Went to my favorite spot at east wood lake yesterday . Marked some big schools of fish around 16 foot . After about an hr of trying to get anchord I finally got hooked up an was over the school . I started catching 10 inchers then I hooked a nice 14 in crappie . My biggest ever . Then the next 10 of them were between 14 an 16 inches the best I ever done on crappies . If I can figure out how to post pics ill get them posted . How do u post pics off my cell phone ?


----------



## onecaster (Mar 28, 2013)

Where do I find this app . My phone is smarter than me lol


----------



## onecaster (Mar 28, 2013)

Thanks I just found it 

posted using Outdoor Hub Campfire


----------



## catfishnut (Dec 23, 2010)

You can also use the tapatalk app.....it's what am using now and allows you to join/checkout alot sites than the hub app.


----------



## catfishnut (Dec 23, 2010)

Lordy those are some very nice fish!!!......what's that tiny perch for?


----------



## onecaster (Mar 28, 2013)

I have no idea how he got into the basket . Found him in there when I got home


----------



## "chillin" (Apr 20, 2012)

onecaster said:


> I have no idea how he got into the basket . Found him in there when I got home


Maybe that munster crappie gagged it up.

posted using Outdoor Hub Campfire


----------



## onecaster (Mar 28, 2013)

That's the only thing I can think of


----------



## partlyable (Mar 2, 2005)

Those are some excellent crappie congrats!! Makes the other crappie look small with how big those couple are. 
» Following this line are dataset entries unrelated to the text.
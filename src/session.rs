//! Persistent play session for the command-line tool.
//!
//! The core only persists the progress pair (index and row offset). A session
//! also keeps what is needed to rebuild the store: the pack path, or the seed,
//! difficulty and layout of a random run plus how many grids it has advanced.
//! Replaying those advances walks the same seed chain, so the live grid comes
//! back identical.
//!
//! The session is saved as JSON with [`serde_json`].

use std::fs::{self, File};
use std::io::{BufReader, BufWriter, ErrorKind, Write};
use std::path::{Path, PathBuf};

use anyhow::{Context, Result};
use log::debug;
use serde::{Deserialize, Serialize};

use crate::core::{LevelStore, ProgressSnapshot};
use crate::types::Layout;

/// Default session file name
pub const DEFAULT_SESSION_FILE: &str = "bubble-levels-session.json";

/// How to rebuild the level store of a session
#[derive(Debug, Clone, PartialEq, Eq, Serialize, Deserialize)]
#[serde(tag = "mode", rename_all = "lowercase")]
pub enum SessionSource {
    Pack {
        path: PathBuf,
        starting_level: usize,
    },
    Random {
        seed: i64,
        difficulty: i32,
        arcade: bool,
        /// Grids advanced past the first one
        generation: u64,
    },
}

/// A saved session: store arguments plus progress
#[derive(Debug, Clone, PartialEq, Eq, Serialize, Deserialize)]
pub struct Session {
    pub source: SessionSource,
    pub progress: ProgressSnapshot,
}

impl Session {
    /// Start a session over a level pack file
    pub fn pack(path: impl Into<PathBuf>, starting_level: usize) -> Result<(Self, LevelStore)> {
        let source = SessionSource::Pack {
            path: path.into(),
            starting_level,
        };
        let store = build_store(&source)?;
        let session = Self {
            source,
            progress: store.save_state(),
        };
        Ok((session, store))
    }

    /// Start a session over random levels
    pub fn random(seed: i64, difficulty: i32, layout: Layout) -> (Self, LevelStore) {
        let source = SessionSource::Random {
            seed,
            difficulty,
            arcade: layout.is_staggered(),
            generation: 0,
        };
        let store = LevelStore::random(seed, difficulty, layout);
        let session = Self {
            source,
            progress: store.save_state(),
        };
        (session, store)
    }

    /// Rebuild the level store and put the saved progress back
    pub fn open_store(&self) -> Result<LevelStore> {
        let mut store = build_store(&self.source)?;
        store.restore_state(&self.progress);
        Ok(store)
    }

    /// Advance the store and record the new progress
    pub fn advance(&mut self, store: &mut LevelStore) {
        store.advance();
        if let SessionSource::Random { generation, .. } = &mut self.source {
            *generation += 1;
        }
        self.progress = store.save_state();
    }

    /// Go back to the first level and record the new progress
    pub fn reset(&mut self, store: &mut LevelStore) {
        store.reset();
        self.progress = store.save_state();
    }

    /// Record progress after the store changed outside this session
    pub fn record(&mut self, store: &LevelStore) {
        self.progress = store.save_state();
    }
}

fn build_store(source: &SessionSource) -> Result<LevelStore> {
    match source {
        SessionSource::Pack {
            path,
            starting_level,
        } => {
            let text = read_pack(path)?;
            Ok(LevelStore::scripted(&text, *starting_level))
        }
        SessionSource::Random {
            seed,
            difficulty,
            arcade,
            generation,
        } => {
            let layout = if *arcade {
                Layout::Arcade
            } else {
                Layout::Classic
            };
            let mut store = LevelStore::random(*seed, *difficulty, layout);
            for _ in 0..*generation {
                store.advance();
            }
            Ok(store)
        }
    }
}

/// Read a level pack file
pub fn read_pack(path: &Path) -> Result<Vec<u8>> {
    fs::read(path).with_context(|| format!("Cannot read level pack {}", path.display()))
}

/// Location of a saved session.
pub struct SessionFile {
    path: PathBuf,
}

impl SessionFile {
    pub fn new(path: impl Into<PathBuf>) -> Self {
        let path = path.into();
        debug!("Session file: {path:?}");
        Self { path }
    }

    pub fn path(&self) -> &Path {
        &self.path
    }

    /// Load the saved session, or None if there is none.
    pub fn load(&self) -> Result<Option<Session>> {
        let file = match File::open(&self.path) {
            Ok(f) => f,
            Err(error) if error.kind() == ErrorKind::NotFound => return Ok(None),
            Err(error) => {
                return Err(error)
                    .with_context(|| format!("Cannot open session {}", self.path.display()));
            }
        };
        let session: Session = serde_json::from_reader(BufReader::new(file))
            .with_context(|| format!("Malformed session {}", self.path.display()))?;
        Ok(Some(session))
    }

    /// Save the session, replacing any previous one.
    pub fn save(&self, session: &Session) -> Result<()> {
        let file = File::create(&self.path)
            .with_context(|| format!("Cannot create session {}", self.path.display()))?;
        let mut writer = BufWriter::new(file);

        serde_json::to_writer_pretty(&mut writer, session)?;
        writer.flush()?;
        Ok(())
    }

    /// Delete the saved session. A missing file is not an error.
    pub fn delete(&self) -> Result<()> {
        match fs::remove_file(&self.path) {
            Ok(()) => Ok(()),
            Err(error) if error.kind() == ErrorKind::NotFound => Ok(()),
            Err(error) => Err(error)
                .with_context(|| format!("Cannot delete session {}", self.path.display())),
        }
    }
}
Posted using Outdoor Hub Campfire


----------



## onecaster (Mar 28, 2013)

Thanks . I'm still in aw of how big they are the 2 big one are getting mounted


----------



## Speck'nManiac (May 9, 2012)

Good job, I'm hoping to head down there soon with my Jon boat in search of crappie. Good report - thanks for sharing 


Posted using Outdoor Hub Campfire


----------



## Saugeye Tom (Oct 6, 2010)

onecaster said:


> Thanks . I'm still in aw of how big they are the 2 big one are getting mounted


Tell me how the other ones taste. I fish crappie there quite a bit and the flavor seemed different to me. Tom


----------



## onecaster (Mar 28, 2013)

They tasted fine no difference to me from the ones I've caught at ceasars creek 

posted using Outdoor Hub Campfire


----------



## Speck'nManiac (May 9, 2012)

What bait seemed to work best? Live? Plastics? Thanks


Posted using Outdoor Hub Campfire


----------



## Froggigger (May 11, 2013)

nice catch


----------



## onecaster (Mar 28, 2013)

Large bass minnows have showed the best resaults .


----------



## ghurlag (Apr 27, 2013)

Those are some nice specimens! Great report. Thanks for sharing.


----------



## BG Slayer (Feb 17, 2013)

onecaster said:


> Thanks I just found it
> 
> posted using Outdoor Hub Campfire


wow nice fish ohios hope i can do that good tomorrow


----------